The current standard of care for Glioblastoma Multiforme (GBM) consists of fractionated focal irradiation with concomitant temozolomide (TMZ) chemotherapy. A promising strategy to increase the efficacy of TMZ is through interference with the DNA damage repair machinery, by poly(ADP-ribose) polymerase protein inhibition(PARPi). The objective of the present study was to investigate the therapeutic benefit of combination therapy in patient-derived glioma stem-like cells (GSC). Combination therapy feasibility was tested on established GBM cell lines U373 and T98. We developed an in vitro drug-screening assay based on GSC cultures derived from a panel of primary patient tissue samples (n = 20) to evaluate the effect of PARPi (ABT-888) monotherapy and combination therapy with TMZ. Therapeutic effect was assessed by viability, double stranded breaks, apoptosis and autophagy assays and longitudinal microscopic cell monitoring was performed. O-6-methylguanine-DNA methyltransferase (MGMT) status was determined by methylation assay and protein expression by western blots. PARPi monotherapy was found to decrease viability by more than 25% in 4 of the 20 GSCs (20%) at 10 μM. TMZ monotherapy at 50 μM and 100 μM was effective in 12 and 14 of the 20 GSCs, respectively. TMZ resistance to 100 μM was found in 7 of 8 MGMT protein positive cultures. Potentiation of TMZ therapy through PARPi was found in 90% (n = 20) of GSCs, of which 6 were initially resistant and 7 were sensitive to TMZ monotherapy.
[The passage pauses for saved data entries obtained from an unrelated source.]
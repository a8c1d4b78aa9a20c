//! Sector-addressed device access.
//!
//! Everything the engine moves is counted in 512-byte sectors; a
//! [`BlockDevice`] is the narrow seam between the engine and whatever is
//! actually holding those sectors (a raw disk, a partition node, or an
//! in-memory image in tests).

use std::fs::{File, OpenOptions};
use std::io::{Read, Seek, SeekFrom, Write};
use std::path::Path;

use crate::{Error, Result};

/// The minimal unit of transfer, in bytes.
pub const SECTOR_SIZE: usize = 512;

/// Sector-granular read/write access to one device.
pub trait BlockDevice {
    /// Total number of sectors on the device.
    fn sectors(&self) -> u64;

    /// Read `buf.len() / 512` sectors starting at `sector`.
    fn read_sectors(&mut self, sector: u64, buf: &mut [u8]) -> Result<()>;

    /// Write `buf.len() / 512` sectors starting at `sector`.
    fn write_sectors(&mut self, sector: u64, buf: &[u8]) -> Result<()>;
}

/// A device backed by a file or a raw block device node.
pub struct FileDevice {
    file: File,
    sectors: u64,
}

impl FileDevice {
    /// Open a device read-only.
    pub fn open<P: AsRef<Path>>(path: P) -> Result<Self> {
        let path = path.as_ref();
        let file = File::open(path).map_err(|e| Error::Init {
            reason: format!("{}: {}", path.display(), e),
        })?;
        Self::from_file(file)
    }

    /// Open a device for writing (restore targets).
    pub fn open_rw<P: AsRef<Path>>(path: P) -> Result<Self> {
        let path = path.as_ref();
        let file = OpenOptions::new()
            .read(true)
            .write(true)
            .open(path)
            .map_err(|e| Error::Init {
                reason: format!("{}: {}", path.display(), e),
            })?;
        Self::from_file(file)
    }

    fn from_file(mut file: File) -> Result<Self> {
        let len = file.seek(SeekFrom::End(0))?;
        file.seek(SeekFrom::Start(0))?;
        Ok(Self {
            file,
            sectors: len / SECTOR_SIZE as u64,
        })
    }
}

impl BlockDevice for FileDevice {
    fn sectors(&self) -> u64 {
        self.sectors
    }

    fn read_sectors(&mut self, sector: u64, buf: &mut [u8]) -> Result<()> {
        debug_assert_eq!(buf.len() % SECTOR_SIZE, 0);
        self.file
            .seek(SeekFrom::Start(sector * SECTOR_SIZE as u64))?;
        self.file.read_exact(buf)?;
        Ok(())
    }

    fn write_sectors(&mut self, sector: u64, buf: &[u8]) -> Result<()> {
        debug_assert_eq!(buf.len() % SECTOR_SIZE, 0);
        self.file
            .seek(SeekFrom::Start(sector * SECTOR_SIZE as u64))?;
        self.file.write_all(buf)?;
        Ok(())
    }
}

/// An in-memory device, used by the synthetic volume and by tests.
#[derive(Clone)]
pub struct MemDevice {
    data: Vec<u8>,
}

impl MemDevice {
    pub fn new(sectors: u64) -> Self {
        Self {
            data: vec![0; sectors as usize * SECTOR_SIZE],
        }
    }

    pub fn from_bytes(data: Vec<u8>) -> Self {
        debug_assert_eq!(data.len() % SECTOR_SIZE, 0);
        Self { data }
    }

    pub fn as_bytes(&self) -> &[u8] {
        &self.data
    }
}

impl BlockDevice for MemDevice {
    fn sectors(&self) -> u64 {
        (self.data.len() / SECTOR_SIZE) as u64
    }

    fn read_sectors(&mut self, sector: u64, buf: &mut [u8]) -> Result<()> {
        let start = sector as usize * SECTOR_SIZE;
        let end = start + buf.len();
        if end > self.data.len() {
            return Err(crate::StreamError::ShortRead {
                sector,
                count: (buf.len() / SECTOR_SIZE) as u32,
            }
            .into());
        }
        buf.copy_from_slice(&self.data[start..end]);
        Ok(())
    }

    fn write_sectors(&mut self, sector: u64, buf: &[u8]) -> Result<()> {
        let start = sector as usize * SECTOR_SIZE;
        let end = start + buf.len();
        if end > self.data.len() {
            return Err(crate::StreamError::ShortWrite {
                sector,
                count: (buf.len() / SECTOR_SIZE) as u32,
            }
            .into());
        }
        self.data[start..end].copy_from_slice(buf);
        Ok(())
    }
}

#[cfg(test)]
mod tests {
    use super::*;

    #[test]
    fn mem_device_round_trips_sectors() {
        let mut dev = MemDevice::new(4);
        let block = [0xa5u8; SECTOR_SIZE];
        dev.write_sectors(2, &block).unwrap();

        let mut back = [0u8; SECTOR_SIZE];
        dev.read_sectors(2, &mut back).unwrap();
        assert_eq!(back, block);
    }

    #[test]
    fn mem_device_rejects_out_of_range() {
        let mut dev = MemDevice::new(2);
        let mut buf = [0u8; SECTOR_SIZE];
        assert!(dev.read_sectors(5, &mut buf).is_err());
    }

    #[test]
    fn file_device_reports_sector_count() {
        let dir = tempfile::tempdir().unwrap();
        let path = dir.path().join("disk.img");
        std::fs::write(&path, vec![0u8; SECTOR_SIZE * 8]).unwrap();
        let dev = FileDevice::open(&path).unwrap();
        assert_eq!(dev.sectors(), 8);
    }
}
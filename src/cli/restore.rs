//! Restore command implementation.

use std::fs::File;
use std::io::Read;

use clap::Args;

use crate::restore::RestoreSession;
use crate::volume::{RawTarget, RestoreTarget};
use crate::{Error, Result};

/// Arguments for the restore command.
#[derive(Args)]
pub struct RestoreArgs {
    /// Input image, or `-` for standard input. Segments of a split image
    /// should be concatenated in order.
    #[arg(short = 'i', value_name = "FILE")]
    pub input: String,

    /// Target devices: primary and optional secondary.
    #[arg(value_name = "DEVICE", num_args = 1..=2, required = true)]
    pub devices: Vec<String>,
}

/// Run the restore command.
pub fn run(args: RestoreArgs, quiet: u8) -> Result<()> {
    let target = RawTarget::open(&args.devices[0], args.devices.get(1).map(String::as_str))?;
    let mut session = RestoreSession::new(target);

    let mut input: Box<dyn Read> = if args.input == "-" {
        Box::new(std::io::stdin())
    } else {
        Box::new(File::open(&args.input).map_err(Error::Io)?)
    };

    let mut buf = vec![0u8; 64 * 1024];
    let mut started = false;
    loop {
        let n = input.read(&mut buf).map_err(Error::Io)?;
        if n == 0 {
            break;
        }
        session.write(&buf[..n])?;
        if !started && session.info_ready() {
            if quiet < 2 {
                display_restore_info(&session);
            }
            session.start()?;
            started = true;
        }
        if quiet == 0 && started {
            let done = session.percent_done();
            eprint!("\rRestoring {}.{:02}%  ", done / 100, done % 100);
        }
    }
    if quiet == 0 {
        eprintln!();
    }
    session.finish()?;
    if quiet < 2 {
        eprintln!("Restore done!");
    }
    Ok(())
}

fn display_restore_info<T: RestoreTarget>(session: &RestoreSession<T>) {
    let mib = session.nsectors() * 512 / (1024 * 1024);
    eprintln!("Restore size: {mib} MiB");
    eprintln!("Partitions to restore: {}", session.partitions().len());
    if let Some(release) = session.source_release() {
        eprintln!("Source software release: {release}");
    }
}
//! Backup/restore state machine states.
//!
//! Both directions walk the same fixed sequence of logical regions. Each
//! state owns its own typed scratch payload inside the enum variant, so
//! advancing to the next state constructs a fresh value and can never leak
//! scratch data across a transition.

use crate::format::{Format, InodeHeader};

/// One state of the engine, with its resumption scratch embedded.
///
/// The scratch captures the entire resumption cursor: a handler that has to
/// be re-entered for a region too large for one call stores its progress
/// here and nowhere else.
#[derive(Debug, Clone, Default, PartialEq)]
pub enum BackupState {
    /// Scans the volume for what should be backed up. No stream bytes.
    #[default]
    ScanMfs,
    /// The image header.
    Begin,
    /// Packed partition descriptor list.
    InfoPartitions { index: usize },
    /// Packed MFS block range list (V1 only).
    InfoBlocks { index: usize },
    /// Packed MFS volume pair list.
    InfoMfsPartitions { index: usize },
    /// Packed zone map descriptor list (V3 only).
    InfoZoneMaps { index: usize },
    /// Variable-length extra-info records. `offset` is the byte position
    /// inside the record currently being transferred.
    InfoExtra { index: usize, offset: usize },
    /// Zero-pad the packed info region to a 512-byte boundary.
    InfoEnd,
    /// Sector 0 of the primary device.
    BootBlock,
    /// Raw partition bodies, in list order.
    Partitions { index: usize, offset: u64 },
    /// Loads the MFS volume set (restore only; no stream bytes on backup).
    MfsInit,
    /// Raw MFS data ranges (V1 only).
    Blocks { index: usize, offset: u64 },
    /// Sector 0 of the MFS volume set (V3 only from here on).
    VolumeHeader,
    /// Region referenced by the volume header.
    TransactionLog { offset: u64 },
    /// Region referenced by the volume header.
    UnkRegion { offset: u64 },
    /// Recreate zone maps and reinitialize MFS (restore only).
    MfsReinit,
    /// Per-inode metadata sector plus 512-byte-aligned data.
    Inodes {
        index: usize,
        offset: u64,
        header: Option<Box<InodeHeader>>,
    },
    /// The 512-byte trailer ending in the stream checksum.
    Complete { padded: bool },
    /// Terminal; no further stream bytes.
    Done,
}

impl BackupState {
    /// The state that follows this one for the given format version.
    pub fn next(&self, format: Format) -> BackupState {
        use BackupState::*;
        match (self, format) {
            (ScanMfs, _) => Begin,
            (Begin, _) => InfoPartitions { index: 0 },
            (InfoPartitions { .. }, Format::V1) => InfoBlocks { index: 0 },
            (InfoPartitions { .. }, Format::V3) => InfoMfsPartitions { index: 0 },
            (InfoBlocks { .. }, _) => InfoMfsPartitions { index: 0 },
            (InfoMfsPartitions { .. }, Format::V1) => InfoExtra { index: 0, offset: 0 },
            (InfoMfsPartitions { .. }, Format::V3) => InfoZoneMaps { index: 0 },
            (InfoZoneMaps { .. }, _) => InfoExtra { index: 0, offset: 0 },
            (InfoExtra { .. }, _) => InfoEnd,
            (InfoEnd, _) => BootBlock,
            (BootBlock, _) => Partitions { index: 0, offset: 0 },
            (Partitions { .. }, _) => MfsInit,
            (MfsInit, Format::V1) => Blocks { index: 0, offset: 0 },
            (MfsInit, Format::V3) => VolumeHeader,
            (Blocks { .. }, _) => Complete { padded: false },
            (VolumeHeader, _) => TransactionLog { offset: 0 },
            (TransactionLog { .. }, _) => UnkRegion { offset: 0 },
            (UnkRegion { .. }, _) => MfsReinit,
            (MfsReinit, _) => Inodes { index: 0, offset: 0, header: None },
            (Inodes { .. }, _) => Complete { padded: false },
            (Complete { .. }, _) => Done,
            (Done, _) => Done,
        }
    }

    /// Stable name for logging and stream errors.
    pub fn name(&self) -> &'static str {
        use BackupState::*;
        match self {
            ScanMfs => "ScanMfs",
            Begin => "Begin",
            InfoPartitions { .. } => "InfoPartitions",
            InfoBlocks { .. } => "InfoBlocks",
            InfoMfsPartitions { .. } => "InfoMfsPartitions",
            InfoZoneMaps { .. } => "InfoZoneMaps",
            InfoExtra { .. } => "InfoExtra",
            InfoEnd => "InfoEnd",
            BootBlock => "BootBlock",
            Partitions { .. } => "Partitions",
            MfsInit => "MfsInit",
            Blocks { .. } => "Blocks",
            VolumeHeader => "VolumeHeader",
            TransactionLog { .. } => "TransactionLog",
            UnkRegion { .. } => "UnkRegion",
            MfsReinit => "MfsReinit",
            Inodes { .. } => "Inodes",
            Complete { .. } => "Complete",
            Done => "Done",
        }
    }
}

#[cfg(test)]
mod tests {
    use super::*;
    use BackupState::*;

    fn walk(format: Format) -> Vec<&'static str> {
        let mut names = Vec::new();
        let mut state = BackupState::default();
        loop {
            names.push(state.name());
            if state == Done {
                return names;
            }
            state = state.next(format);
        }
    }

    #[test]
    fn v1_state_order() {
        assert_eq!(
            walk(Format::V1),
            [
                "ScanMfs",
                "Begin",
                "InfoPartitions",
                "InfoBlocks",
                "InfoMfsPartitions",
                "InfoExtra",
                "InfoEnd",
                "BootBlock",
                "Partitions",
                "MfsInit",
                "Blocks",
                "Complete",
                "Done",
            ]
        );
    }

    #[test]
    fn v3_state_order() {
        assert_eq!(
            walk(Format::V3),
            [
                "ScanMfs",
                "Begin",
                "InfoPartitions",
                "InfoMfsPartitions",
                "InfoZoneMaps",
                "InfoExtra",
                "InfoEnd",
                "BootBlock",
                "Partitions",
                "MfsInit",
                "VolumeHeader",
                "TransactionLog",
                "UnkRegion",
                "MfsReinit",
                "Inodes",
                "Complete",
                "Done",
            ]
        );
    }

    #[test]
    fn transitions_construct_fresh_scratch() {
        // Mid-region progress in one state must not survive into the next.
        let state = Partitions { index: 3, offset: 99 };
        assert_eq!(state.next(Format::V1), MfsInit);
        assert_eq!(MfsInit.next(Format::V1), Blocks { index: 0, offset: 0 });

        let state = Inodes {
            index: 41,
            offset: 7,
            header: Some(Box::new(InodeHeader::default())),
        };
        match state.next(Format::V3) {
            Complete { padded } => assert!(!padded),
            other => panic!("unexpected state {other:?}"),
        }
    }

    #[test]
    fn done_is_terminal() {
        assert_eq!(Done.next(Format::V1), Done);
        assert_eq!(Done.next(Format::V3), Done);
    }
}
/// An inode metadata record as stored in its 512-byte sector.
#[derive(Debug, Clone, Default, PartialEq, Eq)]
pub struct InodeHeader {
    pub fsid: u32,
    pub refcount: u32,
    pub bootcycles: u32,
    pub bootsecs: u32,
    pub inode: u32,
    pub unk3: u32,
    pub size: u32,
    pub blocksize: u32,
    pub blockused: u32,
    pub lastmodified: u32,
    pub fstype: u8,
    pub zone: u8,
    pub inode_flags: u32,
    pub extents: Vec<DataExtent>,
}

impl InodeHeader {
    /// Whether this inode holds recording (media stream) data.
    pub fn is_media(&self) -> bool {
        self.fstype == TY_STREAM
    }

    /// Number of data sectors that follow the metadata sector in an image
    /// produced with `flags`. Inline data never leaves the metadata sector,
    /// and shrink images exclude media stream data.
    pub fn backed_sectors(&self, flags: u32) -> u64 {
        if self.inode_flags & INODE_DATA != 0 {
            return 0;
        }
        if flags & BF_SHRINK != 0 && self.is_media() {
            return 0;
        }
        self.extents.iter().map(|e| e.count as u64).sum()
    }

    /// Encode into one 512-byte sector, computing the checksum field.
    pub fn encode_sector(&self) -> [u8; SECTOR_SIZE] {
        debug_assert!(
            self.extents.len() <= MAX_EXTENTS,
            "extent list does not fit the sector"
        );
        let mut buf = [0u8; SECTOR_SIZE];
        BigEndian::write_u32(&mut buf[0..], self.fsid);
        BigEndian::write_u32(&mut buf[4..], self.refcount);
        BigEndian::write_u32(&mut buf[8..], self.bootcycles);
        BigEndian::write_u32(&mut buf[12..], self.bootsecs);
        BigEndian::write_u32(&mut buf[16..], self.inode);
        BigEndian::write_u32(&mut buf[20..], self.unk3);
        BigEndian::write_u32(&mut buf[24..], self.size);
        BigEndian::write_u32(&mut buf[28..], self.blocksize);
        BigEndian::write_u32(&mut buf[32..], self.blockused);
        BigEndian::write_u32(&mut buf[36..], self.lastmodified);
        buf[40] = self.fstype;
        buf[41] = self.zone;
        BigEndian::write_u32(&mut buf[44..], INODE_SIG);
        BigEndian::write_u32(&mut buf[52..], self.inode_flags);
        BigEndian::write_u32(&mut buf[56..], self.extents.len() as u32);
        let mut off = 60;
        for extent in &self.extents {
            BigEndian::write_u32(&mut buf[off..], extent.sector);
            BigEndian::write_u32(&mut buf[off + 4..], extent.count);
            off += 8;
        }
        let crc = sector_checksum(&buf);
        BigEndian::write_u32(&mut buf[48..], crc);
        buf
    }

    /// Decode an inode metadata sector, verifying signature and checksum.
    pub fn decode_sector(buf: &[u8], endian: Endian) -> Result<Self> {
        debug_assert!(buf.len() >= SECTOR_SIZE);
        let sig = endian.read_u32(&buf[44..]);
        if sig != INODE_SIG {
            return Err(StreamError::BadMagic { magic: sig }.into());
        }
        let stored = endian.read_u32(&buf[48..]);
        let mut scratch = [0u8; SECTOR_SIZE];
        scratch.copy_from_slice(&buf[..SECTOR_SIZE]);
        scratch[48..52].fill(0);
        // The wire bytes are the same regardless of the writer's byte order;
        // only the stored field needs order-aware reading.
        let computed = sector_checksum(&scratch);
        if stored != computed {
            return Err(StreamError::BadChecksum { got: stored }.into());
        }
        let numblocks = endian.read_u32(&buf[56..]) as usize;
        // The count is wire data; a sector can carry at most MAX_EXTENTS
        // records, checksum or not.
        if numblocks > MAX_EXTENTS {
            return Err(StreamError::ExtentCount {
                count: numblocks as u32,
                limit: MAX_EXTENTS as u32,
            }
            .into());
        }
        let mut extents = Vec::with_capacity(numblocks);
        let mut off = 60;
        for _ in 0..numblocks {
            extents.push(DataExtent {
                sector: endian.read_u32(&buf[off..]),
                count: endian.read_u32(&buf[off + 4..]),
            });
            off += 8;
        }
        Ok(Self {
            fsid: endian.read_u32(&buf[0..]),
            refcount: endian.read_u32(&buf[4..]),
            bootcycles: endian.read_u32(&buf[8..]),
            bootsecs: endian.read_u32(&buf[12..]),
            inode: endian.read_u32(&buf[16..]),
            unk3: endian.read_u32(&buf[20..]),
            size: endian.read_u32(&buf[24..]),
            blocksize: endian.read_u32(&buf[28..]),
            blockused: endian.read_u32(&buf[32..]),
            lastmodified: endian.read_u32(&buf[36..]),
            fstype: buf[40],
            zone: buf[41],
            inode_flags: endian.read_u32(&buf[52..]),
            extents,
        })
    }
}
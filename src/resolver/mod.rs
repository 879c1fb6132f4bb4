//! Library path resolution.
//!
//! Architecture:
//! - `result.rs` - identifier and outcome types
//! - `candidates.rs` - filename variant generation (pure)
//! - `local.rs` - executable-adjacent search scope
//! - `system.rs` - OS-defined search scopes, one per platform family
//!
//! [`LibraryPathResolver`] composes them in a fixed priority order: explicit
//! path, native search-directory hint, then the local and platform scopes in
//! the order selected by the `search_local_first` flag. First match wins; no
//! scoring.

mod candidates;
mod local;
mod result;
mod system;

#[cfg(test)]
mod tests;

pub use local::LocalPathResolver;
pub use result::{
    LibraryIdentifier, ResolveError, ResolveResult, ResolvedLibrary, CURRENT_PROCESS_SENTINEL,
};
pub use system::{LinuxPathResolver, MacOsPathResolver, WindowsPathResolver};

use std::path::Path;
use std::sync::Arc;

use tracing::debug;

use crate::logging;
use crate::platform::{Platform, UnsupportedPlatformError};
use crate::probe::{HostProbe, SystemProbe};

use system::SystemPathResolver;

/// Environment list of directories the host's native loader was told to
/// search, honored ahead of the local and platform scopes.
const NATIVE_SEARCH_DIRECTORIES_VAR: &str = "NATIVE_DLL_SEARCH_DIRECTORIES";

/// One search scope's jurisdiction: resolve a candidate (or full identifier)
/// to an on-disk location.
pub trait PathResolver {
    fn resolve(&self, library: &str) -> ResolveResult;
}

/// Generate the ordered filename variants the given platform's loader would
/// conventionally accept for `identifier`. Pure; no filesystem access.
pub fn library_candidates(identifier: &str, platform: Platform) -> Vec<String> {
    candidates::generate(identifier, platform)
}

/// The orchestrating resolver.
///
/// Explicitly constructed rather than a process-wide static, so callers and
/// tests choose the probe, platform, and ordering.
pub struct LibraryPathResolver {
    probe: Arc<dyn HostProbe>,
    platform: Platform,
    local: LocalPathResolver,
    system: SystemPathResolver,
    search_local_first: bool,
}

impl LibraryPathResolver {
    /// Resolver over the real host, for the detected platform.
    pub fn new(search_local_first: bool) -> Result<Self, UnsupportedPlatformError> {
        Ok(Self::with_probe(
            Arc::new(SystemProbe::new()),
            Platform::detect()?,
            search_local_first,
        ))
    }

    /// Resolver over an injected probe and platform family. This is the
    /// substitution seam: a fake probe simulates any OS on any host.
    pub fn with_probe(
        probe: Arc<dyn HostProbe>,
        platform: Platform,
        search_local_first: bool,
    ) -> Self {
        let local = LocalPathResolver::new(Arc::clone(&probe));
        let system = SystemPathResolver::for_platform(platform, Arc::clone(&probe));
        Self {
            probe,
            platform,
            local,
            system,
            search_local_first,
        }
    }

    pub fn platform(&self) -> Platform {
        self.platform
    }

    /// Resolve a raw identifier string.
    pub fn resolve(&self, library: &str) -> ResolveResult {
        self.resolve_identifier(&LibraryIdentifier::parse(library)?)
    }

    /// Resolve a parsed identifier.
    pub fn resolve_identifier(&self, identifier: &LibraryIdentifier) -> ResolveResult {
        let _perf = logging::perf::track("resolve");

        let name = match identifier {
            // The current-process marker succeeds unconditionally; no
            // filesystem state is consulted.
            LibraryIdentifier::CurrentProcess => {
                debug!("resolved current-process marker");
                return Ok(ResolvedLibrary::CurrentProcess);
            }
            LibraryIdentifier::Named(name) => name,
        };

        let candidates = candidates::generate(name, self.platform);

        // An identifier that names a path is tested for direct existence
        // before any search scope runs.
        if candidates::has_directory(name, self.platform) {
            for candidate in &candidates {
                let location = Path::new(candidate);
                if self.probe.file_exists(location) {
                    let path = self.probe.absolutize(location);
                    debug!(library = %name, path = %path.display(), "explicit path hit");
                    return Ok(ResolvedLibrary::File(path));
                }
            }
        }

        if let Some(hint) = self.probe.env_var(NATIVE_SEARCH_DIRECTORIES_VAR) {
            let separator = self.platform.list_separator();
            for dir in hint.split(separator).filter(|dir| !dir.is_empty()) {
                for candidate in &candidates {
                    let location = Path::new(dir).join(candidate);
                    if self.probe.file_exists(&location) {
                        let path = self.probe.absolutize(&location);
                        debug!(library = %name, path = %path.display(), "native search hint hit");
                        return Ok(ResolvedLibrary::File(path));
                    }
                }
            }
        }

        // Both scopes always run; the flag only flips their priority.
        let scopes: [&dyn PathResolver; 2] = if self.search_local_first {
            [&self.local, &self.system]
        } else {
            [&self.system, &self.local]
        };
        for scope in scopes {
            for candidate in &candidates {
                if let Ok(resolved) = scope.resolve(candidate) {
                    debug!(library = %name, resolved = %resolved, "library resolved");
                    return Ok(resolved);
                }
            }
        }

        Err(ResolveError::NotFound {
            library: name.clone(),
        })
    }
}

impl PathResolver for LibraryPathResolver {
    fn resolve(&self, library: &str) -> ResolveResult {
        LibraryPathResolver::resolve(self, library)
    }
}
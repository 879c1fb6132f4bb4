//! Executable-adjacent library search.
//!
//! Searches directories tied to the running program: where the entry
//! executable lives, where the executing module lives (when distinct), and
//! the working directory. Each base is also probed at `lib/` and
//! `lib/<x64|x86>/` before moving on.

use std::path::{Path, PathBuf};
use std::sync::Arc;

use tracing::trace;

use crate::platform::bitness_dir;
use crate::probe::HostProbe;

use super::result::{ResolveError, ResolveResult, ResolvedLibrary};
use super::PathResolver;

pub struct LocalPathResolver {
    probe: Arc<dyn HostProbe>,
    entry_dir: Option<PathBuf>,
    module_dir: Option<PathBuf>,
    current_dir: Option<PathBuf>,
}

impl LocalPathResolver {
    /// Capture the program's directories once; resolution probes against
    /// this snapshot.
    pub fn new(probe: Arc<dyn HostProbe>) -> Self {
        let entry_dir = probe.current_exe_dir();
        // The module directory only matters when it differs from the entry
        // executable's.
        let module_dir = probe
            .current_module_dir()
            .filter(|dir| entry_dir.as_deref() != Some(dir.as_path()));
        let current_dir = probe.current_dir();
        Self {
            probe,
            entry_dir,
            module_dir,
            current_dir,
        }
    }

    fn scan_base(&self, base: &Path, library: &str) -> Option<PathBuf> {
        let direct = base.join(library);
        if self.probe.file_exists(&direct) {
            return Some(self.probe.absolutize(&direct));
        }

        let in_lib = base.join("lib").join(library);
        if self.probe.file_exists(&in_lib) {
            return Some(self.probe.absolutize(&in_lib));
        }

        let in_bitness = base.join("lib").join(bitness_dir()).join(library);
        if self.probe.file_exists(&in_bitness) {
            return Some(self.probe.absolutize(&in_bitness));
        }

        None
    }
}

impl PathResolver for LocalPathResolver {
    fn resolve(&self, library: &str) -> ResolveResult {
        let bases = [&self.entry_dir, &self.module_dir, &self.current_dir];
        for base in bases.into_iter().flatten() {
            if let Some(path) = self.scan_base(base, library) {
                trace!(library, path = %path.display(), "found local copy");
                return Ok(ResolvedLibrary::File(path));
            }
        }
        Err(ResolveError::NoLocalCopy {
            library: library.to_string(),
        })
    }
}
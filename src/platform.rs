//! OS family detection and platform naming conventions.
//!
//! Detection runs once per process; every resolver and loader back end is
//! selected from the same cached answer, never re-probed per call.

use std::fmt;

use once_cell::sync::OnceCell;

/// Operating-system family, as far as library search semantics differ.
///
/// BSD shares the Linux search shape (including the loader cache step);
/// macOS shares the POSIX naming conventions but not the cache.
#[derive(Debug, Clone, Copy, PartialEq, Eq, Hash)]
pub enum Platform {
    Windows,
    Linux,
    Bsd,
    MacOs,
}

impl Platform {
    /// Detect the running OS family. The answer is computed once and cached.
    ///
    /// Fails with [`UnsupportedPlatformError`] when the target is none of the
    /// supported families; no resolver or loader can be selected in that
    /// case, so the error surfaces immediately.
    pub fn detect() -> Result<Self, UnsupportedPlatformError> {
        static DETECTED: OnceCell<Result<Platform, UnsupportedPlatformError>> = OnceCell::new();
        DETECTED.get_or_init(Self::probe).clone()
    }

    fn probe() -> Result<Self, UnsupportedPlatformError> {
        if cfg!(windows) {
            Ok(Self::Windows)
        } else if cfg!(target_os = "linux") {
            Ok(Self::Linux)
        } else if cfg!(any(
            target_os = "freebsd",
            target_os = "openbsd",
            target_os = "netbsd",
            target_os = "dragonfly"
        )) {
            Ok(Self::Bsd)
        } else if cfg!(target_os = "macos") {
            Ok(Self::MacOs)
        } else {
            Err(UnsupportedPlatformError::new(std::env::consts::OS))
        }
    }

    /// Conventional shared-library filename suffix.
    pub const fn shared_lib_suffix(self) -> &'static str {
        match self {
            Self::Windows => ".dll",
            Self::Linux | Self::Bsd => ".so",
            Self::MacOs => ".dylib",
        }
    }

    /// Conventional shared-library filename prefix ("" on Windows).
    pub const fn shared_lib_prefix(self) -> &'static str {
        match self {
            Self::Windows => "",
            Self::Linux | Self::Bsd | Self::MacOs => "lib",
        }
    }

    /// Environment variable naming the loader search path.
    pub const fn search_path_var(self) -> &'static str {
        match self {
            Self::Windows => "PATH",
            Self::Linux | Self::Bsd => "LD_LIBRARY_PATH",
            Self::MacOs => "DYLD_LIBRARY_PATH",
        }
    }

    /// Separator between entries of a path-list environment variable.
    pub const fn list_separator(self) -> char {
        match self {
            Self::Windows => ';',
            _ => ':',
        }
    }

    /// Main path component separator.
    pub const fn main_separator(self) -> char {
        match self {
            Self::Windows => '\\',
            _ => '/',
        }
    }

    pub const fn is_posix(self) -> bool {
        !matches!(self, Self::Windows)
    }
}

impl fmt::Display for Platform {
    fn fmt(&self, f: &mut fmt::Formatter<'_>) -> fmt::Result {
        let name = match self {
            Self::Windows => "windows",
            Self::Linux => "linux",
            Self::Bsd => "bsd",
            Self::MacOs => "macos",
        };
        f.write_str(name)
    }
}

/// Pointer-width directory name used by executable-local `lib/` layouts.
pub const fn bitness_dir() -> &'static str {
    if cfg!(target_pointer_width = "64") {
        "x64"
    } else {
        "x86"
    }
}

/// The OS family could not be determined; no search semantics apply.
#[derive(Debug, Clone)]
pub struct UnsupportedPlatformError {
    os: String,
}

impl UnsupportedPlatformError {
    pub(crate) fn new(os: impl Into<String>) -> Self {
        Self { os: os.into() }
    }

    pub fn os(&self) -> &str {
        &self.os
    }
}

impl fmt::Display for UnsupportedPlatformError {
    fn fmt(&self, f: &mut fmt::Formatter<'_>) -> fmt::Result {
        write!(f, "cannot resolve loader paths on this platform: {}", self.os)
    }
}

impl std::error::Error for UnsupportedPlatformError {}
Increased induction of double stranded breaks and apoptosis were noted in responsive GSCs. There was a trend noted, albeit statistically insignificant, of increased autophagy both in western blots and accumulation of autophagosomes. PARPi mediated potentiation of TMZ is independent of TMZ sensitivity and can override MGMT(-) mediated resistance when administered simultaneously. Response to combination therapy was associated with increased double strand breaks induction, and coincided by increased apoptosis and autophagy. PARPi addition potentiates TMZ treatment in primary GSCs. PARPi could potentially enhance the therapeutic efficacy of the standard of care in GBM.